At the age of 23, Swiss born-and-raised photographer and filmmaker Robert Frank emigrated to the United States. It was the first stop of many over a six year period where he found himself traveling between Europe and the Americas. After returning to the United States and working as a freelance photojournalist in New York City, he would then embark on a nine-month cross-country trip that would cover 10,000 miles and produce his now-famous book of photography The Americans.
Frank’s cinematic yet candid and grainy images of the average American stand in contrast to standard ideas of patriotism and suburbia broadcasted across pop culture during his lifetime. While America was known as the land of opportunity and chance, Frank showed the disenfranchised, the lonely, the not-so-pretty, the forgotten.

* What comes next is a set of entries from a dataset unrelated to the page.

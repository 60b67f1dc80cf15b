use std::collections::HashSet;
use std::thread;

use gatestore::{
    conformance, Adapter, Feature, GateInput, GateValues, Memoized, MemoryAdapter, OperationLogger,
};

#[test]
fn test_memory_adapter_conformance() {
    conformance::run(MemoryAdapter::new);
}

#[test]
fn test_operation_logger_conformance() {
    conformance::run(|| OperationLogger::new(MemoryAdapter::new()));
}

#[test]
fn test_memoized_conformance() {
    conformance::run(|| Memoized::new(MemoryAdapter::new()));
}

#[test]
fn test_memoized_logger_stack_conformance() {
    // wrappers compose; the stacked adapter still satisfies the contract
    conformance::run(|| Memoized::new(OperationLogger::new(MemoryAdapter::new())));
}

fn string_set<const N: usize>(items: [&str; N]) -> HashSet<String> {
    items.iter().map(|s| s.to_string()).collect()
}

#[test]
fn test_mixed_actor_id_scenario() {
    let adapter = MemoryAdapter::new();
    let feature = Feature::from("stats");

    adapter.enable(&feature, &GateInput::actor(&22u64)).unwrap();
    adapter.enable(&feature, &GateInput::actor(&"asdf")).unwrap();
    assert_eq!(
        adapter.get(&feature).unwrap().actors,
        string_set(["22", "asdf"])
    );

    adapter.disable(&feature, &GateInput::actor(&22u64)).unwrap();
    assert_eq!(adapter.get(&feature).unwrap().actors, string_set(["asdf"]));

    adapter.disable(&feature, &GateInput::actor(&"asdf")).unwrap();
    assert_eq!(adapter.get(&feature).unwrap().actors, HashSet::new());
}

#[test]
fn test_features_do_not_interfere() {
    let adapter = MemoryAdapter::new();
    let search = Feature::from("search");
    let stats = Feature::from("stats");

    adapter.enable(&search, &GateInput::boolean()).unwrap();
    adapter.enable(&stats, &GateInput::group("admins")).unwrap();

    adapter.disable(&search, &GateInput::boolean_off()).unwrap();
    assert!(adapter.get(&search).unwrap().is_default());
    assert_eq!(adapter.get(&stats).unwrap().groups, string_set(["admins"]));
}

#[test]
fn test_concurrent_disjoint_actor_enables_are_not_lost() {
    let adapter = MemoryAdapter::new();
    let feature = Feature::from("stats");

    thread::scope(|s| {
        for i in 0..8u64 {
            let adapter = &adapter;
            let feature = &feature;
            s.spawn(move || {
                adapter.enable(feature, &GateInput::actor(&i)).unwrap();
            });
        }
    });

    let actors = adapter.get(&feature).unwrap().actors;
    assert_eq!(actors.len(), 8);
    for i in 0..8u64 {
        assert!(actors.contains(&i.to_string()), "lost actor {}", i);
    }
}

#[test]
fn test_readers_never_observe_partial_reset() {
    let adapter = MemoryAdapter::new();
    let feature = Feature::from("stats");

    // Only two states ever exist: fully populated, or fully reset. A read
    // showing anything in between means the reset was not atomic.
    let mut populated = GateValues::default();
    populated.boolean = Some("true".to_string());
    populated.actors = string_set(["22", "asdf"]);
    populated.groups = string_set(["admins"]);
    populated.percentage_of_actors = Some("25".to_string());
    populated.percentage_of_random = Some("45".to_string());

    for _ in 0..50 {
        adapter.enable(&feature, &GateInput::boolean()).unwrap();
        adapter.enable(&feature, &GateInput::actor(&22u64)).unwrap();
        adapter.enable(&feature, &GateInput::actor(&"asdf")).unwrap();
        adapter.enable(&feature, &GateInput::group("admins")).unwrap();
        adapter
            .enable(&feature, &GateInput::percentage_of_actors(25).unwrap())
            .unwrap();
        adapter
            .enable(&feature, &GateInput::percentage_of_random(45).unwrap())
            .unwrap();

        thread::scope(|s| {
            let reader = s.spawn(|| {
                for _ in 0..20 {
                    let values = adapter.get(&feature).unwrap();
                    assert!(
                        values == populated || values.is_default(),
                        "observed partially reset state: {:?}",
                        values
                    );
                }
            });
            s.spawn(|| {
                adapter.disable(&feature, &GateInput::boolean_off()).unwrap();
            });
            reader.join().unwrap();
        });

        assert!(adapter.get(&feature).unwrap().is_default());
    }
}

#[test]
fn test_snapshot_restores_into_fresh_adapter() {
    let source = MemoryAdapter::new();
    let search = Feature::from("search");
    let stats = Feature::from("stats");
    source.enable(&search, &GateInput::boolean()).unwrap();
    source.enable(&stats, &GateInput::actor(&"asdf")).unwrap();
    source
        .enable(&stats, &GateInput::percentage_of_actors(25).unwrap())
        .unwrap();

    let snapshot = source.snapshot().unwrap();
    let target = MemoryAdapter::new();
    target.enable(&Feature::from("stale"), &GateInput::boolean()).unwrap();
    target.restore(&snapshot).unwrap();

    assert_eq!(target.get(&search).unwrap(), source.get(&search).unwrap());
    assert_eq!(target.get(&stats).unwrap(), source.get(&stats).unwrap());
    // restore replaces, it does not merge
    assert!(target.get(&Feature::from("stale")).unwrap().is_default());
}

To describe the work of Frank, no phrase comes quite as close as “snapshot aesthetic.” Often labeled as the mastermind behind the style, Frank’s work features everyday people performing everyday activities, transforming the ordinary into extraordinary.
Although Frank was raised in the relative safe haven of Switzerland, his father was German-born and Jewish in a time where the threat of Nazi idealism loomed. Perhaps his less than optimistic view of conventional success was sparked by his early understanding of oppression and the search for perfectionism.
Frank’s work shows the human form as anything but a two-dimensional story. While printed in black and white, his photos tell tales of people whose lives were anything but. Frank’s raw, ironic take on post-war America highlights often dismissed narratives that do not align with the American ideal.
After the publication of his photographs, Frank explored other creative mediums, including cinematography and filmmaking. His most well known works include Cocksucker Blues, Pull My Daisy, and The Sin of Jesus. Still The Americans will go on as Frank’s most enduring work, telling compelling and thought-provoking stories of the unprivileged.
Robert Frank, a pioneering figure and creative mind, passed on September 9, 2019 at his home in Nova Scotia, Canada.